Explaning the model

MARS is an algorithm that automatically creates a piecewise linear model after grasping the concept of multiple linear regression.

It will first look for the single point across the range of \(X\) values where two different linear relationships between \(Y\) and \(X\) achieve the smallest error (e.g., Sum of Squares Error). What results is known as a hinge function \(h(x-a)\), where \(a\) is the cutpoint value (knot).

For example, let’s use \(1.183606\) the our first knot.

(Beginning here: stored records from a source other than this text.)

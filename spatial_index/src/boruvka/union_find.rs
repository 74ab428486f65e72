/*
* Licensed to Elasticsearch B.V. under one or more contributor
* license agreements. See the NOTICE file distributed with
* this work for additional information regarding copyright
* ownership. Elasticsearch B.V. licenses this file to you under
* the Apache License, Version 2.0 (the "License"); you may
* not use this file except in compliance with the License.
* You may obtain a copy of the License at
*
*  http://www.apache.org/licenses/LICENSE-2.0
*
* Unless required by applicable law or agreed to in writing,
* software distributed under the License is distributed on an
* "AS IS" BASIS, WITHOUT WARRANTIES OR CONDITIONS OF ANY
* KIND, either express or implied.  See the License for the
* specific language governing permissions and limitations
* under the License.
*/

use pointcloud::PointIndex;

use crate::errors::*;

/// Disjoint sets over `0..n` with path compression and union by rank.
#[derive(Debug, Clone)]
pub struct UnionFind {
    parent: Vec<PointIndex>,
    rank: Vec<u8>,
    components: usize,
}

impl UnionFind {
    /// `n` singletons
    pub fn new(n: usize) -> IndexResult<UnionFind> {
        let mut parent = try_with_capacity(n, "union find allocation")?;
        parent.extend(0..n);
        Ok(UnionFind {
            parent,
            rank: try_filled(n, 0, "union find allocation")?,
            components: n,
        })
    }

    /// The representative of `x`'s set. Flattens the path it walks.
    pub fn find(&mut self, x: PointIndex) -> PointIndex {
        let mut root = x;
        while self.parent[root] != root {
            root = self.parent[root];
        }
        let mut current = x;
        while self.parent[current] != root {
            let next = self.parent[current];
            self.parent[current] = root;
            current = next;
        }
        root
    }

    /// Merges the sets of `x` and `y`. False if they already were one set.
    pub fn union(&mut self, x: PointIndex, y: PointIndex) -> bool {
        let x_root = self.find(x);
        let y_root = self.find(y);
        if x_root == y_root {
            return false;
        }
        match self.rank[x_root].cmp(&self.rank[y_root]) {
            std::cmp::Ordering::Less => self.parent[x_root] = y_root,
            std::cmp::Ordering::Greater => self.parent[y_root] = x_root,
            std::cmp::Ordering::Equal => {
                self.parent[y_root] = x_root;
                self.rank[x_root] = self.rank[x_root].saturating_add(1);
            }
        }
        self.components -= 1;
        true
    }

    /// Number of disjoint sets
    pub fn components(&self) -> usize {
        self.components
    }

    ///
    pub fn len(&self) -> usize {
        self.parent.len()
    }

    ///
    pub fn is_empty(&self) -> bool {
        self.parent.is_empty()
    }
}
/*
* Licensed to Elasticsearch B.V. under one or more contributor
* license agreements. See the NOTICE file distributed with
* this work for additional information regarding copyright
* ownership. Elasticsearch B.V. licenses this file to you under
* the Apache License, Version 2.0 (the "License"); you may
* not use this file except in compliance with the License.
* You may obtain a copy of the License at
*
*  http://www.apache.org/licenses/LICENSE-2.0
*
* Unless required by applicable law or agreed to in writing,
* software distributed under the License is distributed on an
* "AS IS" BASIS, WITHOUT WARRANTIES OR CONDITIONS OF ANY
* KIND, either express or implied.  See the License for the
* specific language governing permissions and limitations
* under the License.
*/

use std::fs;
use std::path::Path;
use yaml_rust::{Yaml, YamlLoader};

use super::*;
use crate::base_traits::PointCloud;
use crate::data_sources::DataRam;
use crate::distances::Minkowski;
use crate::pc_errors::*;

/// Reads the first document of a yaml file.
pub fn load_yaml<P: AsRef<Path>>(path: P) -> PointCloudResult<Yaml> {
    let config = fs::read_to_string(&path)?;
    let mut docs = YamlLoader::load_from_str(&config).map_err(|e| {
        PointCloudError::ParsingError(ParsingError::MalformedYamlError {
            file_name: path.as_ref().to_string_lossy().to_string(),
            field: e.to_string(),
        })
    })?;
    if docs.is_empty() {
        Ok(Yaml::Null)
    } else {
        Ok(docs.swap_remove(0))
    }
}

fn missing(path: &Path, field: &str) -> PointCloudError {
    PointCloudError::ParsingError(ParsingError::MissingYamlError {
        file_name: path.to_string_lossy().to_string(),
        field: field.to_string(),
    })
}

/// Given a yaml file on disk, it builds a point cloud. Minimal example below.
/// ```yaml
/// ---
/// data_path: points.csv
/// data_dim: 3
/// count: 1000
/// has_headers: false
/// ```
/// `data_dim` and `count` are optional and only checked when present.
pub fn ram_from_yaml<P: AsRef<Path>>(path: P) -> PointCloudResult<DataRam> {
    let path = path.as_ref();
    let params = load_yaml(path)?;

    let data_path = params["data_path"]
        .as_str()
        .ok_or_else(|| missing(path, "data_path"))?;
    let has_headers = params["has_headers"].as_bool().unwrap_or(false);
    let ram = ram_from_csv(resolve_data_path(data_path, path), has_headers)?;

    if let Some(data_dim) = params["data_dim"].as_i64() {
        if data_dim as usize != ram.dim() {
            return Err(PointCloudError::dimension_mismatch(
                data_dim as usize,
                ram.dim(),
            ));
        }
    }
    if let Some(count) = params["count"].as_i64() {
        if count as usize != ram.len() {
            return Err(PointCloudError::ParsingError(
                ParsingError::MalformedYamlError {
                    file_name: path.to_string_lossy().to_string(),
                    field: format!("count: {} but the data has {} points", count, ram.len()),
                },
            ));
        }
    }
    Ok(ram)
}

/// Reads the metric out of a yaml file. Defaults to euclidean.
/// ```yaml
/// ---
/// metric: minkowski
/// p: 3.0
/// ```
pub fn metric_from_yaml<P: AsRef<Path>>(path: P) -> PointCloudResult<Minkowski> {
    let params = load_yaml(path)?;
    metric_from_params(&params)
}

/// Reads the `metric` and `p` keys of an already loaded yaml document.
pub fn metric_from_params(params: &Yaml) -> PointCloudResult<Minkowski> {
    match params["metric"].as_str().unwrap_or("euclidean") {
        "minkowski" => {
            let p = params["p"]
                .as_f64()
                .or_else(|| params["p"].as_i64().map(|p| p as f64))
                .unwrap_or(2.0);
            Minkowski::new(p as f32)
        }
        name => name.parse(),
    }
}

#[cfg(test)]
mod tests {
    use super::*;
    use crate::distances::Metric;
    use std::fs::File;
    use std::io::Write;
    use tempdir::TempDir;

    #[test]
    fn loads_cloud_relative_to_config() {
        let dir = TempDir::new("yaml_loader").unwrap();
        let mut csv = File::create(dir.path().join("points.csv")).unwrap();
        writeln!(csv, "0,0,0").unwrap();
        writeln!(csv, "1,1,1").unwrap();
        drop(csv);
        let config_path = dir.path().join("config.yml");
        let mut config = File::create(&config_path).unwrap();
        writeln!(config, "---\ndata_path: points.csv\ndata_dim: 3\ncount: 2").unwrap();
        drop(config);

        let ram = ram_from_yaml(&config_path).unwrap();
        assert_eq!(ram.len(), 2);
        assert_eq!(ram.dim(), 3);
    }

    #[test]
    fn missing_data_path() {
        let dir = TempDir::new("yaml_loader").unwrap();
        let config_path = dir.path().join("config.yml");
        let mut config = File::create(&config_path).unwrap();
        writeln!(config, "---\ndata_dim: 3").unwrap();
        drop(config);

        assert!(matches!(
            ram_from_yaml(&config_path),
            Err(PointCloudError::ParsingError(ParsingError::MissingYamlError { .. }))
        ));
    }

    #[test]
    fn reads_metrics() {
        let params = &YamlLoader::load_from_str("metric: minkowski\np: 3").unwrap()[0];
        assert_eq!(metric_from_params(params).unwrap().p(), 3.0);
        let params = &YamlLoader::load_from_str("metric: manhattan").unwrap()[0];
        assert_eq!(metric_from_params(params).unwrap().minkowski_p(), Some(1.0));
        let params = &YamlLoader::load_from_str("leaf_size: 3").unwrap()[0];
        assert_eq!(metric_from_params(params).unwrap().p(), 2.0);
    }
}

\[ y = \begin{cases} \beta_0 + \beta_1(1.183606 - x) & x < 1.183606, \\ \beta_0 + \beta_1(x - 1.183606) & x < 1.183606 \\ \end{cases} \]

Once the first knot has been found, the search continues for a second knot.

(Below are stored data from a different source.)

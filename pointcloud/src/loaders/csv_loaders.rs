/*
* Licensed to Elasticsearch B.V. under one or more contributor
* license agreements. See the NOTICE file distributed with
* this work for additional information regarding copyright
* ownership. Elasticsearch B.V. licenses this file to you under
* the Apache License, Version 2.0 (the "License"); you may
* not use this file except in compliance with the License.
* You may obtain a copy of the License at
*
*  http://www.apache.org/licenses/LICENSE-2.0
*
* Unless required by applicable law or agreed to in writing,
* software distributed under the License is distributed on an
* "AS IS" BASIS, WITHOUT WARRANTIES OR CONDITIONS OF ANY
* KIND, either express or implied.  See the License for the
* specific language governing permissions and limitations
* under the License.
*/

use csv::ReaderBuilder;
use log::debug;
use std::fs::File;
use std::io::Read;
use std::path::Path;

use crate::base_traits::PointCloud;
use crate::data_sources::DataRam;
use crate::pc_errors::*;

/// Opens a CSV of numbers, one point per record. Every record needs the same number of
/// fields. Set `has_headers` to skip a header line.
pub fn ram_from_csv<P: AsRef<Path>>(path: P, has_headers: bool) -> PointCloudResult<DataRam> {
    let file = File::open(&path)?;
    let name = path.as_ref().to_string_lossy().to_string();
    let ram = read_csv(&name, has_headers, file)?;
    debug!(
        "loaded {} points of dimension {} from {}",
        ram.len(),
        ram.dim(),
        name
    );
    Ok(ram.with_name(name))
}

fn read_csv<R: Read>(file_name: &str, has_headers: bool, reader: R) -> PointCloudResult<DataRam> {
    let mut rdr = ReaderBuilder::new()
        .has_headers(has_headers)
        .trim(csv::Trim::All)
        .from_reader(reader);

    let mut data = Vec::new();
    let mut dim: Option<usize> = None;

    for result in rdr.records() {
        let record = result.map_err(|e| csv_error(file_name, &e))?;
        let line_number = record.position().map(|p| p.line() as usize).unwrap_or(0);
        match dim {
            Some(d) if d != record.len() => {
                return Err(PointCloudError::dimension_mismatch(d, record.len()))
            }
            None => dim = Some(record.len()),
            _ => (),
        }
        for field in record.iter() {
            let val = field.parse::<f32>().map_err(|_| {
                PointCloudError::ParsingError(ParsingError::CSVReadError {
                    file_name: file_name.to_string(),
                    line_number,
                    key: format!("unable to read f32 from {:?}", field),
                })
            })?;
            data.push(val);
        }
    }
    match dim {
        Some(d) => DataRam::new(data, d),
        None => Err(PointCloudError::ParsingError(
            ParsingError::RegularParsingError("the CSV has no records"),
        )),
    }
}

fn csv_error(file_name: &str, err: &csv::Error) -> PointCloudError {
    PointCloudError::ParsingError(ParsingError::CSVReadError {
        file_name: file_name.to_string(),
        line_number: err.position().map(|p| p.line() as usize).unwrap_or(0),
        key: err.to_string(),
    })
}
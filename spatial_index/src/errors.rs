/*
* Licensed to Elasticsearch B.V. under one or more contributor
* license agreements. See the NOTICE file distributed with
* this work for additional information regarding copyright
* ownership. Elasticsearch B.V. licenses this file to you under
* the Apache License, Version 2.0 (the "License"); you may
* not use this file except in compliance with the License.
* You may obtain a copy of the License at
*
*  http://www.apache.org/licenses/LICENSE-2.0
*
* Unless required by applicable law or agreed to in writing,
* software distributed under the License is distributed on an
* "AS IS" BASIS, WITHOUT WARRANTIES OR CONDITIONS OF ANY
* KIND, either express or implied.  See the License for the
* specific language governing permissions and limitations
* under the License.
*/

//! The errors that can occur when a tree is built, queried, or used to span a graph.
//! Data access errors are floated up from `PointCloud` as that's the i/o layer.

use log::error;
use pointcloud::pc_errors::{ParsingError, PointCloudError};
use std::error::Error;
use std::fmt;
use std::io;

/// Helper type for a call that could go wrong.
pub type IndexResult<T> = Result<T, IndexError>;

/// Error type for the spatial index and everything built on it.
#[derive(Debug)]
pub enum IndexError {
    /// Unable to retrieve some data point, or the data was malformed
    PointCloudError(PointCloudError),
    /// The parameters given cannot produce a valid tree or spanning tree
    InvalidConfiguration(String),
    /// A query or solver argument was out of range
    InvalidArgument(String),
    /// A structural invariant broke. This is a bug, not a user error.
    InternalError(String),
    /// An allocation failed. Logged at error level when created.
    OutOfMemory {
        /// What we were doing when we ran out
        operation: &'static str,
    },
    /// IO error when opening files
    IoError(io::Error),
    /// Parsing error when loading a config
    ParsingError(ParsingError),
}

impl fmt::Display for IndexError {
    fn fmt(&self, f: &mut fmt::Formatter) -> fmt::Result {
        match *self {
            IndexError::IoError(ref e) => write!(f, "{}", e),
            IndexError::ParsingError(ref e) => write!(f, "{}", e),
            IndexError::PointCloudError(ref e) => write!(f, "{}", e),
            IndexError::InvalidConfiguration(ref msg) => {
                write!(f, "invalid configuration: {}", msg)
            }
            IndexError::InvalidArgument(ref msg) => write!(f, "invalid argument: {}", msg),
            IndexError::InternalError(ref msg) => write!(f, "internal error: {}", msg),
            IndexError::OutOfMemory { operation } => {
                write!(f, "ran out of memory during {}", operation)
            }
        }
    }
}

impl Error for IndexError {
    fn source(&self) -> Option<&(dyn Error + 'static)> {
        match *self {
            IndexError::IoError(ref e) => Some(e),
            IndexError::ParsingError(ref e) => Some(e),
            IndexError::PointCloudError(ref e) => Some(e),
            IndexError::InvalidConfiguration(..) => None,
            IndexError::InvalidArgument(..) => None,
            IndexError::InternalError(..) => None,
            IndexError::OutOfMemory { .. } => None,
        }
    }
}

impl From<PointCloudError> for IndexError {
    fn from(err: PointCloudError) -> Self {
        match err {
            PointCloudError::IoError(e) => IndexError::IoError(e),
            PointCloudError::ParsingError(e) => IndexError::ParsingError(e),
            e => IndexError::PointCloudError(e),
        }
    }
}

impl From<io::Error> for IndexError {
    fn from(err: io::Error) -> Self {
        IndexError::IoError(err)
    }
}

impl From<ParsingError> for IndexError {
    fn from(err: ParsingError) -> Self {
        IndexError::ParsingError(err)
    }
}

impl From<IndexError> for io::Error {
    fn from(err: IndexError) -> Self {
        match err {
            IndexError::IoError(e) => e,
            e => io::Error::new(io::ErrorKind::Other, Box::new(e)),
        }
    }
}

impl IndexError {
    /// Logs the failed allocation and wraps it up.
    pub fn out_of_memory(operation: &'static str) -> IndexError {
        error!("ran out of memory during {}", operation);
        IndexError::OutOfMemory { operation }
    }

    /// Shorthand for `InvalidArgument`
    pub fn invalid_argument<S: Into<String>>(msg: S) -> IndexError {
        IndexError::InvalidArgument(msg.into())
    }

    /// Shorthand for `InvalidConfiguration`
    pub fn invalid_configuration<S: Into<String>>(msg: S) -> IndexError {
        IndexError::InvalidConfiguration(msg.into())
    }

    /// Shorthand for `InternalError`
    pub fn internal<S: Into<String>>(msg: S) -> IndexError {
        IndexError::InternalError(msg.into())
    }
}

/// Allocates a vector of `len` copies of `value`, reporting allocation failure instead of aborting.
pub(crate) fn try_filled<T: Clone>(
    len: usize,
    value: T,
    operation: &'static str,
) -> IndexResult<Vec<T>> {
    let mut v = Vec::new();
    v.try_reserve_exact(len)
        .map_err(|_| IndexError::out_of_memory(operation))?;
    v.resize(len, value);
    Ok(v)
}

/// An empty vector with room for `capacity` elements.
pub(crate) fn try_with_capacity<T>(capacity: usize, operation: &'static str) -> IndexResult<Vec<T>> {
    let mut v = Vec::new();
    v.try_reserve_exact(capacity)
        .map_err(|_| IndexError::out_of_memory(operation))?;
    Ok(v)
}

#[cfg(test)]
mod tests {
    use super::*;

    #[test]
    fn huge_allocation_is_reported() {
        let res: IndexResult<Vec<u64>> = try_with_capacity(usize::MAX / 2, "a test");
        match res {
            Err(IndexError::OutOfMemory { operation }) => assert_eq!(operation, "a test"),
            other => panic!("expected out of memory, got {:?}", other.map(|v| v.len())),
        }
    }

    #[test]
    fn point_cloud_io_errors_stay_io_errors() {
        let err: IndexError =
            PointCloudError::IoError(io::Error::new(io::ErrorKind::NotFound, "gone")).into();
        assert!(matches!(err, IndexError::IoError(_)));
        let err: IndexError = PointCloudError::data_access(3, "RAM".to_string()).into();
        assert!(matches!(err, IndexError::PointCloudError(_)));
    }
}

\[ y = \begin{cases} \beta_0 + \beta_1(1.183606 - x) & x < 1.183606, \\ \beta_0 + \beta_1(x - 1.183606) & x < 1.183606 \quad \& \quad x < 4.898114 \\ \beta_0 + \beta_1(4.898114 - x) & x > 4.898114 \end{cases} \]

This procedure continues until \(R^2\) change by less than 0.001.

Then the model starts the pruning process, which consist in using cross-validation to remove knots that do not contribute significantly to predictive accuracy. To be more specific the package used in R performs a Generalized cross-validation which is a shortcut for linear models that produces an approximate leave-one-out cross-validation error metric.